其次要提高对用户数据库的安全保护,在数据的储存和管理上下功夫,建立健全的信息安全管理制度与技术措施对信息进行保护,通过提升保密加密技术、规范访问策略等方法,确保其收集的个人信息处于安全状态,并防止信息泄露、毁损、丢失,避免不法分子的入侵。
3加强机构从业人员自律意识
一切制度都是约束的手段,只有人的意识提升才是解决问题的根本方法。数据机构的从业人员要意识到尊重其他人隐私的重要性,树立尊重用户隐私的原则并严格遵守,所获数据只能用于事先约定好的事项分析,绝不能为了一己私利过度挖掘或转卖他人。用户的数据安全与否决定了企业形象和声誉的好坏,因此要改善企业内部环境,加强数据管理模式的规范,提高员工素质,真正做到转变原有的服务方式。让整个行业都形成保护个人隐私的良好风气,最终推动整个行业的发展。
(三)公民个人调整隐私观,加强安全防范意识
从公民自身的角度来看,身处在大数据时代,数据是社会保持活力的必要存在。公民的许多数据早已公开在阳光之下,因此公民要适度放开隐私观念,接受某些必要的信息采集,以配合促进政府工作的开展和社会的进步。

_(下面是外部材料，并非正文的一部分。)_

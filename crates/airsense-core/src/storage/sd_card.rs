use embedded_sdmmc::{BlockDevice, Error, Mode, TimeSource, VolumeIdx, VolumeManager};

use super::TextResource;

/// Baseline file in the root directory of the first FAT volume.
///
/// The SD card operations are blocking. Every call opens and closes the
/// volume, so the card can be removed between saves.
pub struct SdCardResource<'a, D, T>
where
    D: BlockDevice,
    T: TimeSource,
{
    volume_mgr: VolumeManager<D, T, 4, 4, 1>,
    file_name: &'a str,
}

impl<'a, D, T> SdCardResource<'a, D, T>
where
    D: BlockDevice,
    T: TimeSource,
{
    /// `file_name` must be a valid 8.3 short name, such as `BASELINE.TXT`.
    pub fn new(block_device: D, ts: T, file_name: &'a str) -> Self {
        let volume_mgr = VolumeManager::new(block_device, ts);

        Self {
            volume_mgr,
            file_name,
        }
    }

    pub fn file_name(&self) -> &str {
        self.file_name
    }
}

impl<D, T> TextResource for SdCardResource<'_, D, T>
where
    D: BlockDevice,
    T: TimeSource,
{
    type Error = Error<D::Error>;

    fn read(&mut self, buffer: &mut [u8]) -> Result<Option<usize>, Self::Error> {
        let volume0 = self.volume_mgr.open_volume(VolumeIdx(0))?;
        let root_dir = volume0.open_root_dir()?;

        // The file borrows the directory, so it is closed inside the match
        // before the directory and volume are.
        let len = match root_dir.open_file_in_dir(self.file_name, Mode::ReadOnly) {
            Ok(file) => {
                let len = file.length() as usize;
                let mut filled = 0;
                while filled < buffer.len().min(len) {
                    let bytes_read = file.read(&mut buffer[filled..])?;
                    if bytes_read == 0 {
                        break; // EOF
                    }
                    filled += bytes_read;
                }
                file.close()?;
                Some(len)
            }
            Err(Error::NotFound) => None,
            Err(e) => return Err(e),
        };

        root_dir.close()?;
        volume0.close()?;

        Ok(len)
    }

    fn overwrite(&mut self, contents: &[u8]) -> Result<(), Self::Error> {
        let volume0 = self.volume_mgr.open_volume(VolumeIdx(0))?;
        let root_dir = volume0.open_root_dir()?;
        let file = root_dir.open_file_in_dir(self.file_name, Mode::ReadWriteCreateOrTruncate)?;

        file.write(contents)?;

        file.close()?;
        root_dir.close()?;
        volume0.close()?;

        Ok(())
    }
}

#[cfg(test)]
mod tests {
    use super::*;
    use crate::storage::{BaselineLoad, BaselineRecord, BaselineStore};
    use core::cell::RefCell;
    use embassy_time::{Duration, Instant};
    use embedded_sdmmc::{Block, BlockCount, BlockIdx, Timestamp};
    use std::collections::BTreeMap;

    const FILE_NAME: &str = "BASELINE.TXT";
    const INTERVAL: Duration = Duration::from_secs(3600);

    const PARTITION_START: u32 = 1;
    /// Smallest round size that still has enough clusters to be FAT16.
    const PARTITION_BLOCKS: u32 = 8192;
    const FAT_BLOCKS: u16 = 32;
    const ROOT_ENTRIES: u16 = 512;

    /// Card that fails every block access, as when it is missing.
    struct AbsentCard;

    #[derive(Debug, PartialEq, Eq)]
    struct CardMissing;

    impl BlockDevice for AbsentCard {
        type Error = CardMissing;

        fn read(&self, _blocks: &mut [Block], _start: BlockIdx) -> Result<(), Self::Error> {
            Err(CardMissing)
        }

        fn write(&self, _blocks: &[Block], _start: BlockIdx) -> Result<(), Self::Error> {
            Err(CardMissing)
        }

        fn num_blocks(&self) -> Result<BlockCount, Self::Error> {
            Err(CardMissing)
        }
    }

    /// Sparse RAM card; blocks never written read back as zeros.
    struct RamCard {
        blocks: RefCell<BTreeMap<u32, [u8; Block::LEN]>>,
    }

    impl RamCard {
        /// An MBR with one empty FAT16 partition.
        fn formatted() -> Self {
            let mut mbr = [0u8; Block::LEN];
            let entry = &mut mbr[446..462];
            entry[4] = 0x06; // FAT16
            entry[8..12].copy_from_slice(&PARTITION_START.to_le_bytes());
            entry[12..16].copy_from_slice(&PARTITION_BLOCKS.to_le_bytes());
            mbr[510..512].copy_from_slice(&[0x55, 0xAA]);

            let mut bpb = [0u8; Block::LEN];
            bpb[0..3].copy_from_slice(&[0xEB, 0x3C, 0x90]);
            bpb[3..11].copy_from_slice(b"AIRSENSE");
            bpb[11..13].copy_from_slice(&512u16.to_le_bytes());
            bpb[13] = 1; // blocks per cluster
            bpb[14..16].copy_from_slice(&1u16.to_le_bytes()); // reserved blocks
            bpb[16] = 1; // one FAT
            bpb[17..19].copy_from_slice(&ROOT_ENTRIES.to_le_bytes());
            bpb[19..21].copy_from_slice(&(PARTITION_BLOCKS as u16).to_le_bytes());
            bpb[21] = 0xF8;
            bpb[22..24].copy_from_slice(&FAT_BLOCKS.to_le_bytes());
            bpb[43..54].copy_from_slice(b"AIRSENSE   ");
            bpb[510..512].copy_from_slice(&[0x55, 0xAA]);

            // Entries 0 and 1 of the FAT are reserved.
            let mut fat = [0u8; Block::LEN];
            fat[0..4].copy_from_slice(&[0xF8, 0xFF, 0xFF, 0xFF]);

            let mut blocks = BTreeMap::new();
            blocks.insert(0, mbr);
            blocks.insert(PARTITION_START, bpb);
            blocks.insert(PARTITION_START + 1, fat);
            Self {
                blocks: RefCell::new(blocks),
            }
        }
    }

    impl BlockDevice for RamCard {
        type Error = CardMissing;

        fn read(&self, blocks: &mut [Block], start: BlockIdx) -> Result<(), Self::Error> {
            let stored = self.blocks.borrow();
            for (idx, block) in (start.0..).zip(blocks.iter_mut()) {
                block.contents = stored.get(&idx).copied().unwrap_or([0; Block::LEN]);
            }
            Ok(())
        }

        fn write(&self, blocks: &[Block], start: BlockIdx) -> Result<(), Self::Error> {
            let mut stored = self.blocks.borrow_mut();
            for (idx, block) in (start.0..).zip(blocks.iter()) {
                stored.insert(idx, block.contents);
            }
            Ok(())
        }

        fn num_blocks(&self) -> Result<BlockCount, Self::Error> {
            Ok(BlockCount(PARTITION_START + PARTITION_BLOCKS))
        }
    }

    struct FixedTime;

    impl TimeSource for FixedTime {
        fn get_timestamp(&self) -> Timestamp {
            Timestamp {
                year_since_1970: 56,
                zero_indexed_month: 9,
                zero_indexed_day: 17,
                hours: 12,
                minutes: 0,
                seconds: 0,
            }
        }
    }

    fn formatted_resource() -> SdCardResource<'static, RamCard, FixedTime> {
        SdCardResource::new(RamCard::formatted(), FixedTime, FILE_NAME)
    }

    #[test]
    fn test_missing_file_is_absent() {
        let mut resource = formatted_resource();
        let mut buffer = [0u8; 16];
        assert!(matches!(resource.read(&mut buffer), Ok(None)));

        // The volume was closed again, so the next access still works.
        let mut store = BaselineStore::new(resource, INTERVAL);
        assert_eq!(store.load(), BaselineLoad::NotFound);
    }

    #[test]
    fn test_save_then_load_round_trip() {
        let record = BaselineRecord {
            eco2_baseline: 37642,
            tvoc_baseline: 1205,
        };
        let mut store = BaselineStore::new(formatted_resource(), INTERVAL);

        store.save(record, Instant::from_secs(1)).unwrap();

        assert_eq!(store.load(), BaselineLoad::Found(record));
    }

    #[test]
    fn test_overwrite_truncates_and_reports_full_length() {
        let mut resource = formatted_resource();
        resource.overwrite(b"37642,1205\n").unwrap();

        let mut short = [0u8; 4];
        assert!(matches!(resource.read(&mut short), Ok(Some(11))));
        assert_eq!(&short, b"3764");

        resource.overwrite(b"1,2\n").unwrap();
        let mut buffer = [0u8; 16];
        assert!(matches!(resource.read(&mut buffer), Ok(Some(4))));
        assert_eq!(&buffer[..4], b"1,2\n");
    }

    #[test]
    fn test_missing_card_reports_device_error() {
        let mut resource = SdCardResource::new(AbsentCard, FixedTime, FILE_NAME);
        let mut buffer = [0u8; 16];
        assert!(matches!(
            resource.read(&mut buffer),
            Err(Error::DeviceError(CardMissing))
        ));
        assert!(matches!(
            resource.overwrite(b"1,2\n"),
            Err(Error::DeviceError(CardMissing))
        ));
    }

    #[test]
    fn test_missing_card_is_not_found_and_write_failure() {
        let resource = SdCardResource::new(AbsentCard, FixedTime, FILE_NAME);
        let mut store = BaselineStore::new(resource, INTERVAL);

        assert_eq!(store.load(), BaselineLoad::NotFound);
        assert!(store.save(BaselineRecord::default(), Instant::from_secs(1)).is_err());
        assert_eq!(store.last_saved(), None);
    }
}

在适度开放隐私的同时,也要继续加强安全防范意识,培养良好的上网习惯。提高鉴别能力,辨别信息采集“陷阱”,谨慎提供个人信息,防止个人信息外泄。当签订涉及个人隐私的服务项目时,应认真阅读条款,明确信息的使用范围,监督使用机构按合同行事。当发现个人信息遭到泄露时,要及时报案寻求法律援助,维护个人权益,要求停止侵害,并尽快找到信息泄漏点,做好补救措施。
参考文献:
[1]黄欣荣.大数据技术的伦理反思[J].新疆师范大学学报(哲学社会科学版),2015,36(03):46-53+2.
[2]程啸.论大数据时代的个人数据权利[J].中国社会科学,2018(03):102-122+207-208.
[3]张新宝.《名誉权的法律保护》[J].中国政法大学出版社.1996(6):39
[4]李德成.《网络隐私保护制度》,北京:中国方正出版社,2001:53.
[5]张毅菁.数据开放环境下个人数据权保护的研究[J].情报杂志,2016 (6): 35-39.
[6]维克托·迈尔-舍恩伯格,肯尼思·库克耶.大数据时代[M].杭州:浙江人民出版社,2013:16
[7]陈仕伟.大数据时代隐私保护的伦理反思[J].甘肃行政学院学报,2018(06):104-112,129.
[8]魏玉东.大数据时代国外网络隐私保护的典型模式及对我国的启示[J].沈阳工程学院学报(社会科学版),2018,14(04):456-460.
[9]张学南,张贺勋,陈远平,吴泽江,张志伟.大数据时代下如何保护个人信息[J].网络安全技术与应用,2018(03):58-59.